Frege has become known mainly through the interpretation of his work given by Church and Carnap, and he is mainly interpreted as the father of modern philosophy of language. This seminar focuses on other aspects of Frege’s philosophy, while criticising the Frege reception just mentioned. On the one hand, Frege will be read from a historical perspective, dealing with such questions as: What was Kant’s infuence on Frege’s writings? On the other hand, the focus will be on Frege’s relevance for modern philosophy of logic, as Frege’s aim was to give a content-logic, not a meta-mathematical system.
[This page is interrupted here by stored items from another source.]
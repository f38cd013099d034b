//! Grid construction from clue entries.
//!
//! [`build`] walks every entry over a blank `rows × cols` grid and annotates
//! the cells it touches:
//!
//! ```text
//!   1-across, length 5, separators {",": [3]}
//!
//!   ┌─────┬─────┬─────┬─────┬─────┐
//!   │1    │     │   ,│     │     │   offset 2 carries sep-across
//!   └─────┴─────┴─────┴─────┴─────┘
//! ```
//!
//! The result is independent of entry order except for which entry gets to
//! set a shared start cell's number, and only offset 0 ever sets one.

use serde::Serialize;

use crate::domain::puzzle::{ClueEntry, Dimensions, Direction, Position};

use super::{Cell, CellLabel, GridError};

/// A `rows × cols` array of cells.
#[derive(Debug, Clone, PartialEq, Eq, Serialize)]
#[serde(transparent)]
pub struct Grid {
    #[serde(skip)]
    dimensions: Dimensions,
    cells: Vec<Vec<Cell>>,
}

impl Grid {
    /// A grid of blocked cells.
    pub fn blank(dimensions: Dimensions) -> Self {
        Self {
            dimensions,
            cells: vec![vec![Cell::default(); dimensions.cols]; dimensions.rows],
        }
    }

    pub fn dimensions(&self) -> Dimensions {
        self.dimensions
    }

    pub fn get(&self, position: Position) -> Option<&Cell> {
        self.cells.get(position.row)?.get(position.col)
    }

    fn get_mut(&mut self, position: Position) -> Option<&mut Cell> {
        self.cells.get_mut(position.row)?.get_mut(position.col)
    }

    /// Row-major view of the cells.
    pub fn rows(&self) -> &[Vec<Cell>] {
        &self.cells
    }

    pub fn contains(&self, position: Position) -> bool {
        position.row < self.dimensions.rows && position.col < self.dimensions.cols
    }

    /// Every cell with its position, row by row.
    pub fn cells(&self) -> impl Iterator<Item = (Position, &Cell)> {
        self.cells.iter().enumerate().flat_map(|(row, cells)| {
            cells
                .iter()
                .enumerate()
                .map(move |(col, cell)| (Position::new(col, row), cell))
        })
    }
}

/// An entry prepared for a clue listing.
#[derive(Debug, Clone, PartialEq, Eq, Serialize)]
pub struct ClueListing {
    #[serde(flatten)]
    pub entry: ClueEntry,
    /// Class names of every cell label this entry highlights.
    pub labels: Vec<String>,
}

impl ClueListing {
    fn from_entry(entry: &ClueEntry) -> Self {
        let labels = entry
            .occupancy_ids()
            .into_iter()
            .map(|id| CellLabel::clue(id).to_string())
            .collect();
        Self {
            entry: entry.clone(),
            labels,
        }
    }
}

/// Output of [`build`]: the annotated grid and the clue lists by direction.
#[derive(Debug, Clone, PartialEq, Eq, Serialize)]
pub struct BuiltGrid {
    pub grid: Grid,
    pub across: Vec<ClueListing>,
    pub down: Vec<ClueListing>,
}

/// Lays `entries` onto a blank grid of `dimensions`.
///
/// # Errors
///
/// Returns [`GridError::EntryOutOfBounds`] when any non-empty entry walks
/// outside the grid. No partially built grid is returned.
pub fn build(dimensions: Dimensions, entries: &[ClueEntry]) -> Result<BuiltGrid, GridError> {
    let mut grid = Grid::blank(dimensions);

    for entry in entries {
        place_entry(&mut grid, entry)?;
    }

    let listings = |direction: Direction| {
        entries
            .iter()
            .filter(|e| e.direction == direction)
            .map(ClueListing::from_entry)
            .collect::<Vec<_>>()
    };

    Ok(BuiltGrid {
        across: listings(Direction::Across),
        down: listings(Direction::Down),
        grid,
    })
}

fn place_entry(grid: &mut Grid, entry: &ClueEntry) -> Result<(), GridError> {
    if entry.length == 0 {
        return Ok(());
    }
    check_bounds(grid, entry)?;

    let occupancy: Vec<CellLabel> = entry
        .occupancy_ids()
        .into_iter()
        .map(CellLabel::clue)
        .collect();
    let separators = entry.separator_offsets().unwrap_or_default();
    let dimensions = grid.dimensions();

    for offset in 0..entry.length {
        let position = entry.cell_at(offset);
        let cell = grid
            .get_mut(position)
            .ok_or_else(|| out_of_bounds(dimensions, entry))?;

        if offset == 0 && cell.display_number.is_empty() {
            cell.display_number = entry.number.to_string();
        }
        cell.labels.insert(CellLabel::Filled);
        cell.labels.extend(occupancy.iter().cloned());

        // Separator offsets are 1-based.
        if separators.contains(&(offset + 1)) {
            cell.labels.insert(CellLabel::Separator(entry.direction));
        }
    }

    Ok(())
}

fn check_bounds(grid: &Grid, entry: &ClueEntry) -> Result<(), GridError> {
    let last = match entry.direction {
        Direction::Across => entry
            .start
            .col
            .checked_add(entry.length - 1)
            .map(|col| Position::new(col, entry.start.row)),
        Direction::Down => entry
            .start
            .row
            .checked_add(entry.length - 1)
            .map(|row| Position::new(entry.start.col, row)),
    };

    match last {
        Some(last) if grid.contains(entry.start) && grid.contains(last) => Ok(()),
        _ => Err(out_of_bounds(grid.dimensions(), entry)),
    }
}

fn out_of_bounds(dimensions: Dimensions, entry: &ClueEntry) -> GridError {
    GridError::EntryOutOfBounds {
        entry_id: entry.id.clone(),
        start: entry.start,
        direction: entry.direction,
        length: entry.length,
        dimensions,
    }
}
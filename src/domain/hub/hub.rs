//! Fan-out of edits, presence and heartbeats to every live connection.

use std::sync::Arc;
use std::time::Duration;

use futures::future::join_all;
use tokio::sync::{mpsc, watch, Mutex};
use tokio::time::{self, Instant, MissedTickBehavior};

use crate::domain::foundation::{ConnectionId, StateMachine};

use super::{CellEdit, ConnectionRegistry, ConnectionState, HubEvent};

/// Tunables for a [`BroadcastHub`].
#[derive(Debug, Clone, PartialEq, Eq)]
pub struct HubSettings {
    /// How often every connection is probed.
    pub heartbeat_interval: Duration,
    /// Longest a single delivery may wait for room in a connection's outbox.
    pub send_timeout: Duration,
    /// Events buffered per connection before deliveries start waiting.
    pub outbox_capacity: usize,
}

impl Default for HubSettings {
    fn default() -> Self {
        Self {
            heartbeat_interval: Duration::from_secs(25),
            send_timeout: Duration::from_secs(2),
            outbox_capacity: 64,
        }
    }
}

/// Outcome of one fan-out.
#[derive(Debug, Clone, Default, PartialEq, Eq)]
pub struct FanOutReport {
    /// Connections that accepted the event.
    pub delivered: usize,
    /// Connections removed because a delivery failed, including any removed
    /// while announcing the resulting presence change.
    pub evicted: Vec<ConnectionId>,
}

/// Relays events between participants.
///
/// Edits go to everyone except their originator. Presence and heartbeats go
/// to everyone. Any connection that fails a delivery is evicted and the new
/// live count is announced.
#[derive(Debug)]
pub struct BroadcastHub {
    registry: ConnectionRegistry,
    settings: HubSettings,
    /// Held while a presence count is read and queued, so announcements
    /// reach every outbox in the order their counts were taken.
    presence: Mutex<()>,
}

impl BroadcastHub {
    pub fn new(settings: HubSettings) -> Self {
        Self {
            registry: ConnectionRegistry::new(),
            settings,
            presence: Mutex::new(()),
        }
    }

    pub fn settings(&self) -> &HubSettings {
        &self.settings
    }

    pub fn registry(&self) -> &ConnectionRegistry {
        &self.registry
    }

    pub fn live_count(&self) -> usize {
        self.registry.live_count()
    }

    /// Admits a new participant and announces the new count to everyone,
    /// the newcomer included.
    pub async fn connect(self: &Arc<Self>) -> Subscription {
        let (outbox, events) = mpsc::channel(self.settings.outbox_capacity.max(1));
        let id = self.registry.admit(outbox);

        let mut subscription = Subscription {
            id,
            state: ConnectionState::Connecting,
            events,
            hub: Arc::clone(self),
        };
        subscription.advance(ConnectionState::Open);

        tracing::info!(connection_id = %id, live = self.live_count(), "participant connected");
        self.announce_presence().await;

        subscription
    }

    /// Relays `edit` from `origin` to every other connection.
    pub async fn publish(&self, origin: ConnectionId, edit: CellEdit) -> FanOutReport {
        tracing::debug!(
            connection_id = %origin,
            row = edit.row,
            col = edit.col,
            "relaying edit"
        );
        self.fan_out(HubEvent::Edit(edit), Some(origin)).await
    }

    /// Probes every connection, evicting the unresponsive ones.
    pub async fn heartbeat(&self) -> FanOutReport {
        self.fan_out(HubEvent::Heartbeat, None).await
    }

    /// Sends the current live count to everyone.
    pub async fn announce_presence(&self) -> FanOutReport {
        let (delivered, failed) = self.deliver_presence().await;
        let evicted = self.evict(failed, "presence").await;
        FanOutReport { delivered, evicted }
    }

    /// Removes `id` and announces the new count.
    ///
    /// Returns false, and announces nothing, if `id` was already gone.
    pub async fn disconnect(&self, id: ConnectionId) -> bool {
        if !self.registry.remove(id) {
            return false;
        }
        tracing::info!(connection_id = %id, live = self.live_count(), "participant disconnected");
        self.announce_presence().await;
        true
    }

    /// Sends heartbeats every `heartbeat_interval` until `shutdown` flips to
    /// true or its sender goes away.
    pub async fn run_heartbeat(self: Arc<Self>, mut shutdown: watch::Receiver<bool>) {
        let period = self.settings.heartbeat_interval;
        let mut interval = time::interval_at(Instant::now() + period, period);
        interval.set_missed_tick_behavior(MissedTickBehavior::Delay);

        loop {
            tokio::select! {
                changed = shutdown.changed() => {
                    if changed.is_err() || *shutdown.borrow() {
                        tracing::debug!("heartbeat loop stopping");
                        return;
                    }
                }
                _ = interval.tick() => {
                    let report = self.heartbeat().await;
                    tracing::trace!(
                        delivered = report.delivered,
                        evicted = report.evicted.len(),
                        "heartbeat sent"
                    );
                }
            }
        }
    }

    async fn fan_out(&self, event: HubEvent, except: Option<ConnectionId>) -> FanOutReport {
        let (delivered, failed) = self.deliver_once(&event, except).await;
        let evicted = self.evict(failed, event.kind()).await;
        FanOutReport { delivered, evicted }
    }

    /// Removes `failed` and announces the new count. Each announcement may
    /// expose further dead connections.
    async fn evict(&self, mut failed: Vec<ConnectionId>, trigger: &str) -> Vec<ConnectionId> {
        let mut evicted = Vec::new();
        while !failed.is_empty() {
            let removed: Vec<ConnectionId> = failed
                .into_iter()
                .filter(|id| self.registry.remove(*id))
                .collect();
            if removed.is_empty() {
                break;
            }
            for id in &removed {
                tracing::warn!(connection_id = %id, trigger, "evicted unresponsive participant");
            }
            evicted.extend(removed);

            failed = self.deliver_presence().await.1;
        }
        evicted
    }

    async fn deliver_presence(&self) -> (usize, Vec<ConnectionId>) {
        let _guard = self.presence.lock().await;
        let presence = HubEvent::Presence {
            connected: self.registry.live_count(),
        };
        self.deliver_once(&presence, None).await
    }

    async fn deliver_once(
        &self,
        event: &HubEvent,
        except: Option<ConnectionId>,
    ) -> (usize, Vec<ConnectionId>) {
        let targets: Vec<_> = self
            .registry
            .snapshot()
            .into_iter()
            .filter(|c| Some(c.id()) != except)
            .collect();
        let timeout = self.settings.send_timeout;

        let outcomes = join_all(targets.iter().map(|c| c.deliver(event.clone(), timeout))).await;

        let mut delivered = 0;
        let mut failed = Vec::new();
        for (connection, outcome) in targets.iter().zip(outcomes) {
            match outcome {
                Ok(()) => delivered += 1,
                Err(e) => {
                    tracing::debug!(connection_id = %connection.id(), error = %e, "delivery failed");
                    failed.push(connection.id());
                }
            }
        }
        (delivered, failed)
    }
}

impl Default for BroadcastHub {
    fn default() -> Self {
        Self::new(HubSettings::default())
    }
}

/// A participant's handle on the hub: its id and inbound event stream.
///
/// Dropping the subscription deregisters it immediately; the presence update
/// is then sent from a background task. Prefer [`Subscription::close`] where
/// an `.await` is possible.
#[derive(Debug)]
pub struct Subscription {
    id: ConnectionId,
    state: ConnectionState,
    events: mpsc::Receiver<HubEvent>,
    hub: Arc<BroadcastHub>,
}

impl Subscription {
    pub fn id(&self) -> ConnectionId {
        self.id
    }

    pub fn state(&self) -> ConnectionState {
        self.state
    }

    /// Next event for this participant.
    ///
    /// Returns `None` once the hub has evicted this connection.
    pub async fn recv(&mut self) -> Option<HubEvent> {
        let event = self.events.recv().await;
        if event.is_none() {
            self.advance(ConnectionState::Closing);
        }
        event
    }

    /// Next already-queued event, without waiting.
    pub fn try_recv(&mut self) -> Option<HubEvent> {
        self.events.try_recv().ok()
    }

    /// Deregisters this participant and announces the new count.
    pub async fn close(mut self) {
        self.advance(ConnectionState::Closing);
        self.hub.disconnect(self.id).await;
        self.events.close();
        self.advance(ConnectionState::Closed);
    }

    fn advance(&mut self, next: ConnectionState) {
        match self.state.transition_to(next) {
            Ok(state) => self.state = state,
            Err(e) => tracing::trace!(connection_id = %self.id, "{}", e),
        }
    }
}

impl Drop for Subscription {
    fn drop(&mut self) {
        if !self.hub.registry.remove(self.id) {
            return;
        }
        tracing::info!(connection_id = %self.id, live = self.hub.live_count(), "participant dropped");

        let hub = Arc::clone(&self.hub);
        if let Ok(handle) = tokio::runtime::Handle::try_current() {
            handle.spawn(async move {
                hub.announce_presence().await;
            });
        }
    }
}
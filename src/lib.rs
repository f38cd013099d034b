//! Crossword Together - collaborative real-time crossword solving.
//!
//! This crate builds annotated crossword grids from clue entries and relays
//! every participant's cell edits to everyone else solving the same grid.

pub mod adapters;
pub mod application;
pub mod config;
pub mod domain;
pub mod ports;
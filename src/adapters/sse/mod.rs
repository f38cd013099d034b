//! Server-push transport: an event stream out, plain POSTs in.
//!
//! `GET /stream` opens a participant's event stream. Its first event is the
//! welcome message carrying the connection id; the client quotes that id on
//! every `POST /fill?id=<n>` it sends. Closing the stream leaves the hub.

use std::convert::Infallible;
use std::sync::Arc;

use axum::{
    extract::{Query, State},
    http::StatusCode,
    response::{
        sse::{Event, Sse},
        IntoResponse, Response,
    },
    routing::{get, post},
    Json, Router,
};
use futures::stream::{self, Stream, StreamExt};
use serde::Deserialize;

use crate::adapters::http::ErrorResponse;
use crate::adapters::websocket::{ClientMessage, ServerMessage};
use crate::domain::foundation::ConnectionId;
use crate::domain::hub::{BroadcastHub, CellEdit};

/// State required by the stream endpoints.
#[derive(Clone)]
pub struct StreamState {
    pub hub: Arc<BroadcastHub>,
}

/// `?id=` on inbound posts.
#[derive(Debug, Deserialize)]
pub struct FillParams {
    pub id: ConnectionId,
}

/// GET /stream - Join the hub and receive its events
pub async fn stream_events(
    State(state): State<StreamState>,
) -> Sse<impl Stream<Item = Result<Event, Infallible>>> {
    let subscription = state.hub.connect().await;
    let welcome = ServerMessage::Welcome {
        connection_id: subscription.id(),
    };
    tracing::debug!(connection_id = %subscription.id(), "event stream opened");

    let initial = stream::once(async move { Ok::<_, Infallible>(to_event(&welcome)) });

    // The subscription lives inside the stream; when the client goes away
    // axum drops the stream and the subscription deregisters itself.
    let events = stream::unfold(subscription, |mut subscription| async move {
        let event = subscription.recv().await?;
        Some((Ok(to_event(&ServerMessage::from(event))), subscription))
    });

    Sse::new(initial.chain(events))
}

/// POST /fill?id=<n> - Relay one message from connection `n`
pub async fn fill(
    State(state): State<StreamState>,
    Query(params): Query<FillParams>,
    Json(message): Json<ClientMessage>,
) -> Response {
    let origin = params.id;
    if !state.hub.registry().contains(origin) {
        return (
            StatusCode::NOT_FOUND,
            Json(ErrorResponse::not_found("Connection", &origin.to_string())),
        )
            .into_response();
    }

    match message {
        ClientMessage::Edit(payload) => match CellEdit::try_from(payload) {
            Ok(edit) => {
                state.hub.publish(origin, edit).await;
            }
            Err(e) => {
                tracing::warn!(connection_id = %origin, "Rejected edit: {}", e);
                return (StatusCode::BAD_REQUEST, Json(ErrorResponse::bad_request(e.to_string())))
                    .into_response();
            }
        },
        ClientMessage::Heartbeat => {
            tracing::trace!(connection_id = %origin, "Received client heartbeat");
        }
    }

    StatusCode::NO_CONTENT.into_response()
}

fn to_event(message: &ServerMessage) -> Event {
    match Event::default().json_data(message) {
        Ok(event) => event,
        Err(e) => {
            tracing::error!("Failed to encode stream event: {}", e);
            Event::default().comment("encoding error")
        }
    }
}

/// Create axum router for the stream endpoints.
pub fn stream_router(hub: Arc<BroadcastHub>) -> Router {
    Router::new()
        .route("/stream", get(stream_events))
        .route("/fill", post(fill))
        .with_state(StreamState { hub })
}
Modern readers of Frege, such as Tyler Burge in his Truth, Thought and Reason (Oxford 2005) show the relevance of Frege’s rationalism for modern philosophy of logic and epistemology. Frege’s theories can be read in opposition to the positivist and empirist tradition that holds that pure mathematics and logic are only vacuously true and that all knowledge must be guided and justified by perceptual-causal relations to its subject-matter.
Method of instruction
Seminar
Examination
Active student participation – preparation, presentation, term paper
Required reading
*Gottlob Frege, Die Grundlagen der Arithmetik; Funktion, Begriff, Bedeutung. Fünf logische Studien, Hrsg. G. Patzig. *Gottlob Frege, Logische Untersuchungen, Hrsg. G. Patzig. *A selection from Frege’s Begriffsschrift, Grundgezetze der Arithmetik, Nachgelassene Schriften and Frege’s Briefwechsel. *Secondary literature: Warren Goldfarb, Thomas Ricketts, Tyler Burge, Gottfried Gabriel, Hans Sluga, Wolfgang Künne, a.o.
Admission requirements
First-year BA courses in Logic (Logica I-II), second-year BA course in Logic or Philosophy of Language, third-year BA course in Logic or Philosophy of Language.
Timetable
see Timetable MPhil in Philosophy: Rationality 2008-2009
Registration
Please register for this course with the student administration: y.van.eijk@phil.leidenuniv.nl
Information
dr. M.S. van der Schaar ( m.van.der.schaar@phil.leidenuniv.nl)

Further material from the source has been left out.